I’ve always found seeds to be amazing. All that life and energy sealed up in an itty bitty container just waiting for the perfect mix of water, warmth, and a comfy place to spread roots.
I’ve got seeds on the brain because today Justin and I finished up our big first seeding of the season. We’ve got 7 full tables of about 100 trays filled with soil and seeds arranged neatly in our greenhouse. The greenhouse still has a stark, sterile look to it but soon it’ll be full of green and life (and at least now it’s warm again).

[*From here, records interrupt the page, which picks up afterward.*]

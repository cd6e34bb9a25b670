pub mod computed;
pub mod syntax;
pub mod values;

// Re-exports so other crates can just use `css::...` nicely.
pub use computed::{ComputedStyle, Edges, FontSpec, LAYOUT_PROPERTIES, compute_style};
pub use syntax::{Declaration, parse_declarations};
pub use values::{
    BoxSizing, Length, LineHeight, Overflow, OverflowWrap, TabSize, TextAlign, TextTransform,
    WhiteSpace, parse_length, parse_line_height, parse_px,
};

Getting to the point of seeding is a tedious, creative, and Excel based process. This year, we searched through about 17 seed catalogs, settling on ordering from 9 vendors. I can’t really tell you what happens after that as it ranges from circling cool new varieties to consulting with our seed spreadsheets…one spreadsheet for how many seeds to order, one spreadsheet that logs important info about varieties, one that we use for our planting schedule. After a little price comparison and making sure we’re purchasing as much organic seed as possible, we pull the trigger. This year we went a little off the wall, ordering over 350 varieties of vegetables alone! When it’s time to keep track of all those little tomato transplants in 70 varieties, I know we’ll regret it. But for now, I’ll dream of rainbows of colorful tomatoes brightening our harvests.
I bet the seed would be mystified to know that we can so complicate it’s simple existence with spreadsheets and the like. I bet the seed would be downright irate to find out what else humans have done to complicate matters with genetic modification and unstable hybridization.

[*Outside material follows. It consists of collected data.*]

use std::cell::RefCell;

use caret::{MarkerBox, MeasurementBackend, MeasurementSurface, MirrorStyle};
use css::ComputedStyle;
use input_core::FieldKind;

use crate::{TextMeasurer, layout_text};

/// Measurement surface backed by [`layout_text`].
#[derive(Clone, Debug, Default)]
pub struct LayoutSurface {
    style: Option<MirrorStyle>,
    text: String,
    marker: Option<String>,
    highlighted: bool,
}

impl LayoutSurface {
    pub fn style(&self) -> Option<&MirrorStyle> {
        self.style.as_ref()
    }

    pub fn text(&self) -> &str {
        &self.text
    }

    pub fn marker(&self) -> Option<&str> {
        self.marker.as_deref()
    }

    pub fn is_highlighted(&self) -> bool {
        self.highlighted
    }
}

impl MeasurementSurface for LayoutSurface {
    fn apply_style(&mut self, style: &MirrorStyle) {
        self.style = Some(style.clone());
    }

    fn set_text(&mut self, text: &str) {
        self.text.clear();
        self.text.push_str(text);
    }

    fn append_marker(&mut self, text: &str) {
        self.marker = Some(text.to_string());
    }

    fn highlight_marker(&mut self) {
        self.highlighted = true;
    }
}

/// A [`MeasurementBackend`] that lays the surface out with a
/// [`TextMeasurer`] instead of a browser engine.
pub struct TextLayoutBackend<M> {
    measurer: M,
    windowed: bool,
    retained: RefCell<Option<LayoutSurface>>,
}

impl<M: TextMeasurer> TextLayoutBackend<M> {
    pub fn new(measurer: M) -> Self {
        Self {
            measurer,
            windowed: true,
            retained: RefCell::new(None),
        }
    }

    /// A backend that reports no rendering environment; every caret lookup
    /// fails with `NotWindowed`.
    pub fn headless(measurer: M) -> Self {
        Self {
            windowed: false,
            ..Self::new(measurer)
        }
    }

    pub fn measurer(&self) -> &M {
        &self.measurer
    }

    /// Take the surface kept by the last debug measurement, if any.
    pub fn take_retained(&self) -> Option<LayoutSurface> {
        self.retained.borrow_mut().take()
    }
}

impl<M: TextMeasurer> MeasurementBackend for TextLayoutBackend<M> {
    type Surface = LayoutSurface;

    fn is_windowed(&self) -> bool {
        self.windowed
    }

    fn create_measurement_surface(&self) -> LayoutSurface {
        LayoutSurface::default()
    }

    fn measure(&self, surface: &LayoutSurface) -> MarkerBox {
        let initial;
        let style = match &surface.style {
            Some(m) => &m.style,
            None => {
                initial = ComputedStyle::initial();
                &initial
            }
        };

        let mut content = String::with_capacity(surface.text.len() + 1);
        content.push_str(&surface.text);
        content.push_str(surface.marker.as_deref().unwrap_or_default());

        let layout = layout_text(&self.measurer, &content, style);
        let (line, x) = layout.position_of(surface.text.len());
        let line_top = layout.lines().get(line).map(|l| l.top).unwrap_or(0.0);

        // An inline box sits in the middle of its line box: half the leading
        // goes above it.
        let half_leading = (layout.line_height() - self.measurer.line_height(style)) / 2.0;

        log::trace!(target: "layout", "marker at line {line}, x {x}");

        MarkerBox {
            offset_top: style.padding.top + line_top + half_leading,
            offset_left: style.padding.left + x,
        }
    }

    fn normal_line_height(&self, _kind: FieldKind, style: &ComputedStyle) -> f32 {
        self.measurer.line_height(style)
    }

    fn retain_for_inspection(&self, surface: LayoutSurface) {
        *self.retained.borrow_mut() = Some(surface);
    }
}

#[cfg(test)]
mod tests {
    use super::*;
    use crate::FixedAdvanceMeasurer;
    use caret::{CaretLocator, CaretOptions, LocateError, mirror_style};
    use css::{Edges, FontSpec, Length, LineHeight};
    use input_core::MemoryField;

    fn field_style() -> ComputedStyle {
        ComputedStyle {
            width: Some(Length::Px(60.0)),
            padding: Edges {
                top: 2.0,
                left: 3.0,
                ..Edges::zero()
            },
            font: FontSpec {
                size: Length::Px(10.0),
                ..FontSpec::default()
            },
            ..ComputedStyle::initial()
        }
    }

    fn backend() -> TextLayoutBackend<FixedAdvanceMeasurer> {
        TextLayoutBackend::new(FixedAdvanceMeasurer::default())
    }

    fn surface(text: &str, marker: &str, style: &ComputedStyle) -> LayoutSurface {
        let mut s = LayoutSurface::default();
        s.apply_style(&mirror_style(FieldKind::MultiLine, style, false, || 12.0));
        s.set_text(text);
        s.append_marker(marker);
        s
    }

    #[test]
    fn marker_offset_includes_padding() {
        let b = backend();
        let m = b.measure(&surface("abc", ".", &field_style()));
        assert!((m.offset_left - 21.0).abs() < 1e-3);
        assert!((m.offset_top - 2.0).abs() < 1e-3);
    }

    #[test]
    fn marker_follows_wrapped_words() {
        // 10 chars per line; the marker's word does not fit after "abcdef "
        let b = backend();
        let m = b.measure(&surface("abcdef gh", "ijk", &field_style()));
        assert!((m.offset_top - 14.0).abs() < 1e-3);
        assert!((m.offset_left - 15.0).abs() < 1e-3);
    }

    #[test]
    fn tall_lines_add_half_leading() {
        let style = ComputedStyle {
            line_height: LineHeight::Px(20.0),
            ..field_style()
        };
        let m = backend().measure(&surface("a\nb", ".", &style));
        // line 1 top 20, half leading 4
        assert!((m.offset_top - 26.0).abs() < 1e-3);
    }

    #[test]
    fn debug_measurement_keeps_a_highlighted_surface() {
        let field = MemoryField::new(FieldKind::MultiLine)
            .with_value("hello")
            .with_style(field_style());
        let locator = CaretLocator::new(backend()).with_options(CaretOptions { debug: true });
        locator.caret_coordinates(&field, 2).unwrap();
        let kept = locator.backend().take_retained().unwrap();
        assert_eq!(kept.text(), "he");
        assert_eq!(kept.marker(), Some("llo"));
        assert!(kept.is_highlighted());
        assert!(kept.style().unwrap().visible);
    }

    #[test]
    fn headless_backend_refuses_to_measure() {
        let field = MemoryField::new(FieldKind::MultiLine).with_value("x");
        let locator = CaretLocator::new(TextLayoutBackend::headless(FixedAdvanceMeasurer::default()));
        assert_eq!(locator.caret_coordinates(&field, 0), Err(LocateError::NotWindowed));
    }
}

I’m assuming if you’re reading this and you have a garden, you’ve likely taken these cold and rainy winter days to order your seeds already. If not, I encourage you to order seeds from companies that show responsibility and and sign the Safe Seed Pledge. Some of these companies (and companies we really like) include: High Mowing Seeds, Johnny’s Seeds, Fedco Seeds, Southern Exposure Seed Exchange, Seed Savers. And there are many more…
To me a seed is a symbol. A symbol of purity and dormancy and potential energy.
Can you think of anything else that can fit in a small box and feed a community?